• _Exercise details_
Take each line of the records below that contains the string "first" and copy it.

• _Record excerpts_
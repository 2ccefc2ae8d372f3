//! Initial-condition generator: a deterministic, jittered lattice of
//! particles with zero initial velocity.
//!
//! The lattice column count is chosen so the grid fills the requested
//! rectangle as evenly as possible for the given aspect ratio; each particle
//! is then nudged by a small random jitter so the fluid does not start in a
//! perfectly degenerate configuration. Output is deterministic for a fixed
//! seed, count, centre, and extent.

use rand::rngs::StdRng;
use rand::{Rng, SeedableRng};
use std::f32::consts::TAU;

use crate::config::SpawnConfig;

/// Jitter amplitude in world units; small relative to typical lattice
/// spacing so the lattice structure survives spawning.
const JITTER_STRENGTH: f32 = 0.125;

/// Generated initial conditions: equal-length position and velocity arrays.
#[derive(Debug, Clone)]
pub struct SpawnData {
    /// Initial x positions.
    pub x: Vec<f32>,
    /// Initial y positions.
    pub y: Vec<f32>,
    /// Initial x velocities (all zero).
    pub vx: Vec<f32>,
    /// Initial y velocities (all zero).
    pub vy: Vec<f32>,
}

impl SpawnData {
    /// Number of spawned particles.
    pub fn len(&self) -> usize {
        self.x.len()
    }

    /// Return `true` if no particles were spawned.
    pub fn is_empty(&self) -> bool {
        self.x.is_empty()
    }
}

/// Generate spawn data for the given settings.
///
/// Callers are expected to have validated the settings (positive size,
/// count >= 1) through [`crate::FluidConfig::validate`].
pub fn spawn_particles(config: &SpawnConfig) -> SpawnData {
    let count = config.count;
    let (sx, sy) = (config.size[0], config.size[1]);
    let mut rng = StdRng::seed_from_u64(config.seed);

    // Column count balancing the lattice against the rectangle's aspect
    // ratio: solves num_x / num_y ~ sx / sy with num_x * num_y >= count.
    let num_x = ((sx / sy * count as f32 + (sx - sy) * (sx - sy) / (4.0 * sy * sy)).sqrt()
        - (sx - sy) / (2.0 * sy))
        .ceil() as usize;
    let num_x = num_x.max(1);
    let num_y = (count as f32 / num_x as f32).ceil() as usize;

    let mut data = SpawnData {
        x: Vec::with_capacity(count),
        y: Vec::with_capacity(count),
        vx: vec![0.0; count],
        vy: vec![0.0; count],
    };

    'grid: for y in 0..num_y {
        for x in 0..num_x {
            if data.x.len() >= count {
                break 'grid;
            }

            let tx = if num_x <= 1 {
                0.5
            } else {
                x as f32 / (num_x - 1) as f32
            };
            let ty = if num_y <= 1 {
                0.5
            } else {
                y as f32 / (num_y - 1) as f32
            };

            let angle: f32 = rng.gen::<f32>() * TAU;
            let jitter = (rng.gen::<f32>() - 0.5) * JITTER_STRENGTH;

            data.x
                .push((tx - 0.5) * sx + jitter * angle.cos() + config.centre[0]);
            data.y
                .push((ty - 0.5) * sy + jitter * angle.sin() + config.centre[1]);
        }
    }

    data
}
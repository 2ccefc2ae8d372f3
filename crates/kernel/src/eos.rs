//! Equation of state: density to pressure conversion.
//!
//! The fluid uses a linear (weakly compressible) equation of state: pressure
//! grows linearly with the deviation from the target density, and a separate
//! near-pressure term grows linearly with the near-density to keep particles
//! from clustering at short range.

/// Linear equation of state.
///
/// ```text
/// P = k * (rho - rho_0)
/// ```
///
/// Negative when the fluid is locally sparser than the target density, which
/// pulls particles together and gives the fluid surface tension-like
/// cohesion.
#[inline]
pub fn pressure_from_density(density: f32, target_density: f32, multiplier: f32) -> f32 {
    (density - target_density) * multiplier
}

/// Near-pressure term used to prevent particle clustering.
///
/// Unlike the main pressure, this has no rest value: any near-density
/// produces a repulsive contribution.
#[inline]
pub fn near_pressure_from_density(near_density: f32, multiplier: f32) -> f32 {
    near_density * multiplier
}
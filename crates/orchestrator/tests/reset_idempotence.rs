//! Reset behavior tests.
//!
//! Reset must restore positions and velocities bit-for-bit to the
//! initial-condition generator's output, from any simulation state and
//! regardless of how many substeps previously ran.

use orchestrator::{FluidConfig, RunState, SimulationRunner, SpawnConfig};

fn test_config() -> FluidConfig {
    FluidConfig {
        name: "reset-test".to_string(),
        gravity: 9.81,
        collision_damping: 0.95,
        smoothing_radius: 0.35,
        target_density: 55.0,
        pressure_multiplier: 500.0,
        near_pressure_multiplier: 18.0,
        viscosity_strength: 0.06,
        particle_mass: 1.0,
        half_extent: [8.0, 4.5],
        spawn: SpawnConfig {
            count: 100,
            centre: [0.0, 1.0],
            size: [3.0, 3.0],
            seed: 42,
        },
        iterations_per_frame: 3,
        time_scale: 1.0,
    }
}

#[test]
fn reset_restores_spawn_state_bit_for_bit() {
    let mut runner = SimulationRunner::new(test_config()).unwrap();
    let initial = runner.sim().particles().clone();

    // Run a good number of frames so the state diverges substantially.
    runner.toggle_pause();
    for _ in 0..30 {
        runner.update(1.0 / 60.0);
    }
    assert_ne!(runner.sim().particles().y, initial.y);

    runner.reset();
    let p = runner.sim().particles();
    assert_eq!(p.x, initial.x, "positions must match spawn output exactly");
    assert_eq!(p.y, initial.y, "positions must match spawn output exactly");
    assert_eq!(p.vx, initial.vx, "velocities must be back to zero");
    assert_eq!(p.vy, initial.vy, "velocities must be back to zero");
    assert_eq!(p.pred_x, initial.x, "predicted positions re-seeded from positions");
}

#[test]
fn reset_is_idempotent() {
    let mut runner = SimulationRunner::new(test_config()).unwrap();
    runner.toggle_pause();
    for _ in 0..5 {
        runner.update(1.0 / 60.0);
    }

    runner.reset();
    let first = runner.sim().particles().clone();
    runner.reset();
    let second = runner.sim().particles();
    assert_eq!(second.x, first.x);
    assert_eq!(second.y, first.y);
    assert_eq!(second.vx, first.vx);
    assert_eq!(second.vy, first.vy);
}

#[test]
fn reset_pauses_the_simulation() {
    let mut runner = SimulationRunner::new(test_config()).unwrap();
    runner.toggle_pause();
    runner.update(1.0 / 60.0);

    runner.reset();
    assert_eq!(runner.state(), RunState::Paused);

    // An update after reset must not move anything.
    let frozen = runner.sim().particles().clone();
    runner.update(1.0 / 60.0);
    assert_eq!(runner.sim().particles().y, frozen.y);
}
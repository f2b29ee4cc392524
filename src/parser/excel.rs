//! Excel file parser (xlsx, xls, ods)

use std::borrow::Cow;
use std::path::Path;

use anyhow::{bail, Context, Result};
use calamine::{open_workbook_auto, Data, Range, Reader};

use crate::config::Config;
use crate::model::{CellValue, Column, Table};

use super::{finish_table, Parser};

/// Parser for Excel files
pub struct ExcelParser;

impl Parser for ExcelParser {
    fn parse(&self, path: &Path, config: &Config) -> Result<Table> {
        let mut workbook = open_workbook_auto(path)
            .with_context(|| format!("Failed to open Excel file: {}", path.display()))?;

        let sheet_name = match config.sheet_name {
            Some(ref name) => name.clone(),
            None => workbook
                .sheet_names()
                .first()
                .cloned()
                .context("No sheets found in workbook")?,
        };

        let range: Range<Data> = workbook
            .worksheet_range(&sheet_name)
            .with_context(|| format!("Failed to read sheet: {}", sheet_name))?;

        finish_table(range_to_table(&range)?, config)
    }

    fn supports_extension(&self, ext: &str) -> bool {
        matches!(ext.to_lowercase().as_str(), "xlsx" | "xls" | "ods" | "xlsm")
    }
}

/// Convert a sheet whose first row is the header
fn range_to_table(range: &Range<Data>) -> Result<Table> {
    let mut rows = range.rows();
    let Some(header_row) = rows.next() else {
        bail!("Empty sheet");
    };

    let columns: Vec<Column> = header_row
        .iter()
        .enumerate()
        .map(|(i, cell)| {
            let name = cell_to_string(cell);
            Column::new(if name.is_empty() { format!("Column{}", i + 1) } else { name }, i)
        })
        .collect();

    let mut table = Table::new(columns);

    for (line_num, row) in rows.enumerate() {
        let cells: Vec<CellValue> = row.iter().map(convert_cell).collect();
        table.add_row(cells, line_num + 2); // +2 for 1-indexing and header
    }

    Ok(table)
}

fn cell_to_string(cell: &Data) -> String {
    match cell {
        Data::Empty => String::new(),
        Data::String(s) | Data::DateTimeIso(s) | Data::DurationIso(s) => s.clone(),
        Data::Float(f) => f.to_string(),
        Data::Int(i) => i.to_string(),
        Data::Bool(b) => b.to_string(),
        Data::DateTime(dt) => dt.to_string(),
        Data::Error(e) => format!("#{:?}", e),
    }
}

fn convert_cell(cell: &Data) -> CellValue {
    match cell {
        Data::Empty => CellValue::Null,
        Data::String(s) if s.trim().is_empty() => CellValue::Null,
        Data::String(s) => CellValue::String(Cow::Owned(s.clone())),
        Data::Float(f) => {
            // Whole numbers stored as floats are integers
            if f.fract() == 0.0 && *f >= i64::MIN as f64 && *f <= i64::MAX as f64 {
                CellValue::Int(*f as i64)
            } else {
                CellValue::Float(*f)
            }
        }
        Data::Int(i) => CellValue::Int(*i),
        Data::Bool(b) => CellValue::Bool(*b),
        Data::DateTime(dt) => {
            let s = dt.to_string();
            if let Ok(datetime) = chrono::NaiveDateTime::parse_from_str(&s, "%Y-%m-%d %H:%M:%S%.f") {
                CellValue::DateTime(datetime)
            } else if let Ok(date) = chrono::NaiveDate::parse_from_str(&s, "%Y-%m-%d") {
                CellValue::Date(date)
            } else {
                CellValue::String(Cow::Owned(s))
            }
        }
        Data::DateTimeIso(s) => {
            if let Ok(dt) = chrono::NaiveDateTime::parse_from_str(s, "%Y-%m-%dT%H:%M:%S") {
                CellValue::DateTime(dt)
            } else if let Ok(d) = chrono::NaiveDate::parse_from_str(s, "%Y-%m-%d") {
                CellValue::Date(d)
            } else {
                CellValue::String(Cow::Owned(s.clone()))
            }
        }
        Data::DurationIso(s) => CellValue::String(Cow::Owned(s.clone())),
        Data::Error(e) => CellValue::String(Cow::Owned(format!("#{:?}", e))),
    }
}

• _Solution_
    let first = runner.sim().particles().clone();
    assert_eq!(second.x, first.x);
    assert_eq!(second.y, first.y);
    assert_eq!(second.vx, first.vx);
    assert_eq!(second.vy, first.vy);
                .first()
/// Convert a sheet whose first row is the header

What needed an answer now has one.